Introduction: Total ankle arthroplasty (TAA) is becoming a more frequent treatment option for end-stage ankle osteoarthritis (OA) as outcomes measures are improving. However, there is concern that malalignment of TAA can result in premature failure of the implant. One of the malalignment issues is the talar sagittal malposition. However, a consensus on the significance of the sagittal translation of the talus in TAA is yet to be established. The aim of this study was, therefore, to clarify whether talus OA subluxation is normalized after the implantation of a mobile TAA. Methods: Forty-nine consecutive patients with symptomatic end-stage ankle OA underwent 50 cementless three-component mobile-bearing VANTAGE TAA with 21 right ankles (42%) and 29 left ankles (58%). Clinical and radiographic outcomes were assessed: Clinical variables: American Orthopedic Foot and Ankle Society (AOFAS) ankle-hindfoot score (0–100), visual analogue scale (VAS, 0–10), and ankle range of motion (ROM). Radiological variables: medial distal tibial articular angle (mDTAA), anterior distal tibial articular angle (aDTAA) and lateral talar station (LTS).
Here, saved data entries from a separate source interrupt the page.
//! TCP segment headers and options.

mod tcp_parsing;
pub use tcp_parsing::{BuildHeaderError, Control, ParseError, TcpHeader, TcpHeaderBuilder};

mod tcp_options;
pub use tcp_options::{parse_options, serialize_options, TcpOption};
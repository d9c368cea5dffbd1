//! Variable-length parameters, error causes, and re-configuration requests
//! carried inside SCTP chunks.

use super::ParseError;
use crate::{
    field::Field,
    protocols::utility::{padded_to_word, BytesExt},
};

pub const HEARTBEAT_INFO: u16 = 1;
pub const STATE_COOKIE: u16 = 7;
pub const SUPPORTED_EXTENSIONS: u16 = 0x8008;

pub const OUTGOING_SSN_RESET: u16 = 13;
pub const INCOMING_SSN_RESET: u16 = 14;
pub const SSN_TSN_RESET: u16 = 15;
pub const RECONFIG_RESPONSE: u16 = 16;
pub const ADD_OUTGOING_STREAMS: u16 = 17;
pub const ADD_INCOMING_STREAMS: u16 = 18;

pub const INVALID_STREAM_IDENTIFIER: u16 = 1;

/// Result code of a re-configuration response meaning the request was
/// carried out.
pub const RECONFIG_RESULT_PERFORMED: u32 = 1;

/// A type-length-value parameter of an INIT or INIT ACK chunk.
#[derive(Debug, Clone, PartialEq, Eq, Hash)]
pub enum SctpParameter {
    HeartbeatInfo(Vec<u8>),
    StateCookie(Vec<u8>),
    /// Chunk types the sender understands
    SupportedExtensions(Vec<u8>),
    Unknown { kind: u16, value: Vec<u8> },
}

impl SctpParameter {
    pub fn kind(&self) -> u16 {
        match self {
            Self::HeartbeatInfo(_) => HEARTBEAT_INFO,
            Self::StateCookie(_) => STATE_COOKIE,
            Self::SupportedExtensions(_) => SUPPORTED_EXTENSIONS,
            Self::Unknown { kind, .. } => *kind,
        }
    }

    fn value(&self) -> &[u8] {
        match self {
            Self::HeartbeatInfo(value)
            | Self::StateCookie(value)
            | Self::SupportedExtensions(value)
            | Self::Unknown { value, .. } => value,
        }
    }

    fn decode(kind: u16, value: Vec<u8>) -> Self {
        match kind {
            HEARTBEAT_INFO => Self::HeartbeatInfo(value),
            STATE_COOKIE => Self::StateCookie(value),
            SUPPORTED_EXTENSIONS => Self::SupportedExtensions(value),
            kind => Self::Unknown { kind, value },
        }
    }
}

/// An error cause of an ERROR chunk.
#[derive(Debug, Clone, PartialEq, Eq, Hash)]
pub enum ErrorCause {
    InvalidStreamIdentifier(Field<u16>),
    Unknown { code: u16, value: Vec<u8> },
}

impl ErrorCause {
    pub fn code(&self) -> u16 {
        match self {
            Self::InvalidStreamIdentifier(_) => INVALID_STREAM_IDENTIFIER,
            Self::Unknown { code, .. } => *code,
        }
    }

    fn value(&self) -> Vec<u8> {
        match self {
            Self::InvalidStreamIdentifier(stream) => {
                let mut value = stream.wire_value().to_be_bytes().to_vec();
                value.extend_from_slice(&[0, 0]);
                value
            }
            Self::Unknown { value, .. } => value.clone(),
        }
    }

    fn decode(code: u16, value: Vec<u8>) -> Result<Self, ParseError> {
        Ok(match code {
            INVALID_STREAM_IDENTIFIER => {
                let stream = value
                    .iter()
                    .cloned()
                    .next_u16_be()
                    .ok_or(ParseError::ParameterTooShort)?;
                Self::InvalidStreamIdentifier(Field::Value(stream))
            }
            code => Self::Unknown { code, value },
        })
    }
}

/// A request or response of a RE-CONFIG chunk, RFC 6525 s4.
#[derive(Debug, Clone, PartialEq, Eq, Hash)]
pub enum ReconfigParameter {
    OutgoingSsnReset {
        request_seq: Field<u32>,
        response_seq: Field<u32>,
        last_tsn: Field<u32>,
        streams: Vec<u16>,
    },
    IncomingSsnReset {
        request_seq: Field<u32>,
        streams: Vec<u16>,
    },
    SsnTsnReset {
        request_seq: Field<u32>,
    },
    Response {
        response_seq: Field<u32>,
        result: Field<u32>,
        /// Sender's and receiver's next TSN, present for SSN/TSN resets
        next_tsns: Option<(Field<u32>, Field<u32>)>,
    },
    AddOutgoingStreams {
        request_seq: Field<u32>,
        new_streams: Field<u16>,
    },
    AddIncomingStreams {
        request_seq: Field<u32>,
        new_streams: Field<u16>,
    },
}

impl ReconfigParameter {
    pub fn kind(&self) -> u16 {
        match self {
            Self::OutgoingSsnReset { .. } => OUTGOING_SSN_RESET,
            Self::IncomingSsnReset { .. } => INCOMING_SSN_RESET,
            Self::SsnTsnReset { .. } => SSN_TSN_RESET,
            Self::Response { .. } => RECONFIG_RESPONSE,
            Self::AddOutgoingStreams { .. } => ADD_OUTGOING_STREAMS,
            Self::AddIncomingStreams { .. } => ADD_INCOMING_STREAMS,
        }
    }

    /// The request sequence number, for every parameter that is a request.
    pub fn request_seq(&self) -> Option<&Field<u32>> {
        match self {
            Self::OutgoingSsnReset { request_seq, .. }
            | Self::IncomingSsnReset { request_seq, .. }
            | Self::SsnTsnReset { request_seq }
            | Self::AddOutgoingStreams { request_seq, .. }
            | Self::AddIncomingStreams { request_seq, .. } => Some(request_seq),
            Self::Response { .. } => None,
        }
    }

    fn value(&self) -> Vec<u8> {
        let mut out = Vec::new();
        let put_u32 = |out: &mut Vec<u8>, field: &Field<u32>| {
            out.extend_from_slice(&field.wire_value().to_be_bytes())
        };
        match self {
            Self::OutgoingSsnReset {
                request_seq,
                response_seq,
                last_tsn,
                streams,
            } => {
                put_u32(&mut out, request_seq);
                put_u32(&mut out, response_seq);
                put_u32(&mut out, last_tsn);
                streams
                    .iter()
                    .for_each(|stream| out.extend_from_slice(&stream.to_be_bytes()));
            }
            Self::IncomingSsnReset {
                request_seq,
                streams,
            } => {
                put_u32(&mut out, request_seq);
                streams
                    .iter()
                    .for_each(|stream| out.extend_from_slice(&stream.to_be_bytes()));
            }
            Self::SsnTsnReset { request_seq } => put_u32(&mut out, request_seq),
            Self::Response {
                response_seq,
                result,
                next_tsns,
            } => {
                put_u32(&mut out, response_seq);
                put_u32(&mut out, result);
                if let Some((sender, receiver)) = next_tsns {
                    put_u32(&mut out, sender);
                    put_u32(&mut out, receiver);
                }
            }
            Self::AddOutgoingStreams {
                request_seq,
                new_streams,
            }
            | Self::AddIncomingStreams {
                request_seq,
                new_streams,
            } => {
                put_u32(&mut out, request_seq);
                out.extend_from_slice(&new_streams.wire_value().to_be_bytes());
                out.extend_from_slice(&[0, 0]);
            }
        }
        out
    }

    fn decode(kind: u16, value: Vec<u8>) -> Result<Self, ParseError> {
        const PTS: ParseError = ParseError::ParameterTooShort;
        let mut bytes = value.into_iter();
        let next_u32 = |bytes: &mut std::vec::IntoIter<u8>| bytes.next_u32_be().map(Field::Value).ok_or(PTS);
        let streams = |bytes: &mut std::vec::IntoIter<u8>| {
            let mut streams = vec![];
            while let Some(stream) = bytes.next_u16_be() {
                streams.push(stream);
            }
            streams
        };
        Ok(match kind {
            OUTGOING_SSN_RESET => Self::OutgoingSsnReset {
                request_seq: next_u32(&mut bytes)?,
                response_seq: next_u32(&mut bytes)?,
                last_tsn: next_u32(&mut bytes)?,
                streams: streams(&mut bytes),
            },
            INCOMING_SSN_RESET => Self::IncomingSsnReset {
                request_seq: next_u32(&mut bytes)?,
                streams: streams(&mut bytes),
            },
            SSN_TSN_RESET => Self::SsnTsnReset {
                request_seq: next_u32(&mut bytes)?,
            },
            RECONFIG_RESPONSE => {
                let response_seq = next_u32(&mut bytes)?;
                let result = next_u32(&mut bytes)?;
                let next_tsns = match (bytes.next_u32_be(), bytes.next_u32_be()) {
                    (Some(sender), Some(receiver)) => Some((sender.into(), receiver.into())),
                    _ => None,
                };
                Self::Response {
                    response_seq,
                    result,
                    next_tsns,
                }
            }
            ADD_OUTGOING_STREAMS | ADD_INCOMING_STREAMS => {
                let request_seq = next_u32(&mut bytes)?;
                let new_streams = Field::Value(bytes.next_u16_be().ok_or(PTS)?);
                if kind == ADD_OUTGOING_STREAMS {
                    Self::AddOutgoingStreams {
                        request_seq,
                        new_streams,
                    }
                } else {
                    Self::AddIncomingStreams {
                        request_seq,
                        new_streams,
                    }
                }
            }
            kind => Err(ParseError::UnknownReconfigParameter(kind))?,
        })
    }
}

/// Writes a sequence of TLVs. Every TLV but the last is padded to a word
/// boundary; the last one's padding belongs to the enclosing chunk.
fn encode_tlvs(tlvs: impl Iterator<Item = (u16, Vec<u8>)>) -> Vec<u8> {
    let mut out = Vec::new();
    for (kind, value) in tlvs {
        out.resize(padded_to_word(out.len()), 0);
        out.extend_from_slice(&kind.to_be_bytes());
        out.extend_from_slice(&((value.len() + 4) as u16).to_be_bytes());
        out.extend_from_slice(&value);
    }
    out
}

/// Splits a buffer into `(type, value)` TLVs.
fn decode_tlvs(bytes: &[u8]) -> Result<Vec<(u16, Vec<u8>)>, ParseError> {
    let mut tlvs = vec![];
    let mut offset = 0;
    while offset + 4 <= bytes.len() {
        let mut header = bytes[offset..].iter().cloned();
        let kind = header.next_u16_be().ok_or(ParseError::ParameterTooShort)?;
        let length = header.next_u16_be().ok_or(ParseError::ParameterTooShort)? as usize;
        if length < 4 || offset + length > bytes.len() {
            Err(ParseError::ParameterTooShort)?
        }
        tlvs.push((kind, bytes[offset + 4..offset + length].to_vec()));
        offset += padded_to_word(length);
    }
    Ok(tlvs)
}

pub(super) fn encode_parameters(parameters: &[SctpParameter]) -> Vec<u8> {
    encode_tlvs(
        parameters
            .iter()
            .map(|parameter| (parameter.kind(), parameter.value().to_vec())),
    )
}

pub(super) fn decode_parameters(bytes: &[u8]) -> Result<Vec<SctpParameter>, ParseError> {
    Ok(decode_tlvs(bytes)?
        .into_iter()
        .map(|(kind, value)| SctpParameter::decode(kind, value))
        .collect())
}

pub(super) fn encode_causes(causes: &[ErrorCause]) -> Vec<u8> {
    encode_tlvs(causes.iter().map(|cause| (cause.code(), cause.value())))
}

pub(super) fn decode_causes(bytes: &[u8]) -> Result<Vec<ErrorCause>, ParseError> {
    decode_tlvs(bytes)?
        .into_iter()
        .map(|(code, value)| ErrorCause::decode(code, value))
        .collect()
}

pub(super) fn encode_reconfig(parameters: &[ReconfigParameter]) -> Vec<u8> {
    encode_tlvs(
        parameters
            .iter()
            .map(|parameter| (parameter.kind(), parameter.value())),
    )
}

pub(super) fn decode_reconfig(bytes: &[u8]) -> Result<Vec<ReconfigParameter>, ParseError> {
    decode_tlvs(bytes)?
        .into_iter()
        .map(|(kind, value)| ReconfigParameter::decode(kind, value))
        .collect()
}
Results: The clinical results showed the mean improvement in AOFAS hindfoot score from 42.12 ± SE 2.42 (Range: 9–72) preoperatively, to 96.02 ± SE 0.82 (Range: 78–100) at a mean follow-up of 12 months, with a highly statistically significant difference (p
< 0.00001). Pain score (VAS) was 6.70 ± SE 0.28 (Range 0–10) preoperatively, and 0.26 ± SE 0.12 (Range: 0–3) at 12-month follow-up, with a highly statistically significant difference (p
< 0.00001). ROM measurements preoperatively showed a mean of 22.55° ± SE 1.51° (Range: 0–50°), which showed a statistically significant improvement (p
< 0.0001) to 45.43° ± SE 1.56° (Range: 25–60°) 12 months postoperatively. The radiological analyses revealed the following results: On the coronal view, the mDTAA preoperatively was 88.61 ± SE 0.70 (Range: 78.15–101.10), which improved to 89.46 ± SE 0.40 (Range: 81.95–95.80) at 12 months (not statistically significant—p
= 0.94). On the sagittal view, the preoperative values of the aDTAA showed 82.66 ± SE 0.84 (Range: 70.35–107.47), which improved to 88.98 ± SE 0.47 (Range: 82.83–96.32) at 12 months postoperatively, with a highly statistically significant difference between preoperative and 12-months values (p
< 0.00001). The mean LTS values for all patients were 3.95 mm ± SE 0.78 (Range: −11.52 to 13.89) preoperatively and 1.14 mm ± SE 0.63 (Range: −10.76 to 11.75) at 12 months, with a statistically significant difference between preoperative and 12-month follow-up (p
= 0.01). The review of the radiological TAA osteointegration at 12 months showed no cases of loosening of the implanted TAAs. Two cases (4%) showed a radiolucency and one case (2%) a cyst on the tibial component; no cases had a change on the talar component. No TAA complication/revision surgeries were documented. Conclusion: In the present study, the lateral talar station of anteriorly subluxated ankles showed a significant improvement, i.e., physiological centralization of the talus, in the postoperative period when a mobile-bearing TAA was performed. The anterior/posterior congruency between the talar component and the mobile polyethylene insert of the mobile-bearing VANTAGE TAA allows the sagittal translation of the talus relative to the flat tibial component, reducing the prosthesis strain and failure.